Deeply distrustful of propaganda wizardry at home, Hoyt raised hell, sometimes in public, with that school of governmental thought that wants to manipulate the people into "war awareness." His prescription: just give them a play-byplay account of the real war, as swiftly, as honestly, and as completely as legitimate security reasons permit. He succeeded conspicuously in the days of Tarawa. But this was still the exception emphasizing the questionable rule that, for instance, was applied to the Bari disaster: to resent rather than encourage the people's desire to participate in the ups & downs of military operations.
A Beggar's Power.
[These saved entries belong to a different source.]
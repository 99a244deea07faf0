//! awscost - Report AWS costs per service from Cost Explorer

use awscost::{
    cli::{Cli, Command, DEFAULT_LOOKBACK_DAYS, ReportArgs, resolve_range},
    dashboard,
    pipeline::{build_source, load_records, load_report},
};
use awscost_core::aggregation::Aggregator;
use awscost_core::error::{LOAD_FAILURE_MESSAGE, Result};
use awscost_core::provider::CostSource;
use awscost_core::report::ReportOutcome;
use awscost_core::types::{CostRecord, DateRange};
use awscost_terminal::chart::render_daily_service_chart;
use awscost_terminal::export::export_records_csv;
use awscost_terminal::{OutputFormatter, TableFormatter, get_formatter};
use chrono::Local;
use clap::Parser;
use is_terminal::IsTerminal;
use std::path::Path;
use std::process::ExitCode;
use tracing::info;
use tracing_subscriber::{layer::SubscriberExt, util::SubscriberInitExt};

/// Image written by the chart command
const CHART_FILE_NAME: &str = "aws_cost_chart.png";
const CHART_TITLE: &str = "AWS Daily Cost by Service (Last 7 Days)";

#[tokio::main]
async fn main() -> ExitCode {
    let cli = Cli::parse();

    // Default is quiet; --verbose wins over RUST_LOG
    let filter = if cli.verbose {
        tracing_subscriber::EnvFilter::new(
            "awscost=info,awscost_core=info,awscost_provider_aws=info,awscost_terminal=info",
        )
    } else {
        tracing_subscriber::EnvFilter::try_from_default_env()
            .unwrap_or_else(|_| tracing_subscriber::EnvFilter::new("warn"))
    };

    tracing_subscriber::registry()
        .with(filter)
        .with(tracing_subscriber::fmt::layer().with_writer(std::io::stderr))
        .init();

    match run(cli).await {
        Ok(()) => ExitCode::SUCCESS,
        Err(err) => {
            eprintln!("{err}");
            ExitCode::FAILURE
        }
    }
}

async fn run(cli: Cli) -> Result<()> {
    let source = build_source(&cli).await;

    match cli.command() {
        Command::Report(args) => run_report(source.as_ref(), &args).await,
        Command::Chart => run_chart(source.as_ref()).await,
        Command::Dashboard(args) => {
            info!("Starting dashboard with {}", source.describe());
            dashboard::serve(&args.host, args.port, source).await
        }
    }
}

async fn run_report(source: &dyn CostSource, args: &ReportArgs) -> Result<()> {
    info!("Running cost report");
    let today = Local::now().date_naive();
    let range = resolve_range(args.since.as_deref(), args.until.as_deref(), today)?;
    let filter = args.filter();

    let show_progress = !args.json && std::io::stderr().is_terminal();
    let outcome = load_report(source, range, &filter, show_progress)
        .await
        .inspect_err(|_| eprintln!("{LOAD_FAILURE_MESSAGE}"))?;

    let colored = std::io::stdout().is_terminal();
    let formatter = get_formatter(args.json, colored);
    match &outcome {
        ReportOutcome::Empty { reason, .. } => println!("{}", formatter.format_empty(reason)),
        ReportOutcome::Ready(report) => println!("{}", formatter.format_report(report)),
    }

    if let Some(path) = &args.csv {
        let records: &[CostRecord] = match &outcome {
            ReportOutcome::Ready(report) => report.records.as_slice(),
            ReportOutcome::Empty { .. } => &[],
        };
        export_records_csv(path, records)?;
        if !args.json {
            println!("Saved {} records to {}", records.len(), path.display());
        }
    }
    Ok(())
}

async fn run_chart(source: &dyn CostSource) -> Result<()> {
    println!("Fetching AWS cost data...");
    let range = DateRange::last_days(Local::now().date_naive(), DEFAULT_LOOKBACK_DAYS);
    let records = load_records(source, range, std::io::stderr().is_terminal())
        .await
        .inspect_err(|_| eprintln!("{LOAD_FAILURE_MESSAGE}"))?;

    let formatter = TableFormatter::new(std::io::stdout().is_terminal());
    println!("{}", formatter.format_records(&records));

    if records.is_empty() {
        println!("No cost data found.");
        return Ok(());
    }

    let pivot = Aggregator::daily_by_service(&records);
    render_daily_service_chart(Path::new(CHART_FILE_NAME), &pivot, CHART_TITLE)?;
    println!("Chart saved as {CHART_FILE_NAME}");
    Ok(())
}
As Palmer Hoyt looked back at six months in Washington, he understood the structural sickness of OWI. Formally, the agency exercises the President's power to direct all other agencies' communications to the people. Actually, and particularly in its dealings with the military, OWI has the authority of a beggar asking alms. The reason: instead of being present at the military chiefs' daily reports to the President, and advising him on the spot what parts of the report should be instantly released, OWI's directors are at the mercy of the War & Navy Departments' "public relations" officers. The news that is kept from the people is as often as not kept from OWI too. What news the agency could squeeze out of the military was predigested by officers who often did not know the score themselves and, more often than not, were rather innocent of experience with the processes of public opinion.
In Hoyt's place came 38-year-old, Natchez-born George W. Healy, on a ten-months leave of absence from his job as managing editor of the New Orleans Times-Picayune. The reserved Mr. Healy had no plans for any change in the Domestic Branch's inherited setup. When he returns next October to Louisiana, his predecessor may be well on his way back to Washington, though in another branch of government. For the State of Oregon will have to pick a new Senator.